• _Task description_
This task calls for copying every line in the data below that contains the word "tokens".

• _Saved entries_
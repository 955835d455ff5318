use async_trait::async_trait;

use super::{Protector, ProtectorContext, QuarantineCode};
use crate::ethrpc::RpcError;
use crate::simulation::tokens::{is_well_known_token, parse_token_events, TokenEvent};
use crate::simulation::SimulatedTransaction;

/// Flags ERC-20 transfers whose recipient is the token itself or another
/// well-known token. Those contracts cannot send the tokens back.
pub struct TokenToContractProtector;

#[async_trait]
impl Protector for TokenToContractProtector {
    fn name(&self) -> &'static str {
        "erc20-to-contract"
    }

    async fn inspect(
        &self,
        tx: &SimulatedTransaction,
        _ctx: &ProtectorContext<'_>,
    ) -> Result<Vec<QuarantineCode>, RpcError> {
        let sender = tx.from();
        let unintended = parse_token_events(&tx.call_result.logs)
            .into_iter()
            .any(|event| match event {
                TokenEvent::Erc20Transfer { token, from, to, .. } => {
                    from == sender && (to == token || is_well_known_token(to))
                }
                _ => false,
            });
        Ok(if unintended {
            vec![QuarantineCode::Erc20UnintendedContract]
        } else {
            Vec::new()
        })
    }
}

• _Result of this task_
use crate::simulation::tokens::{is_well_known_token, parse_token_events, TokenEvent};
/// well-known token. Those contracts cannot send the tokens back.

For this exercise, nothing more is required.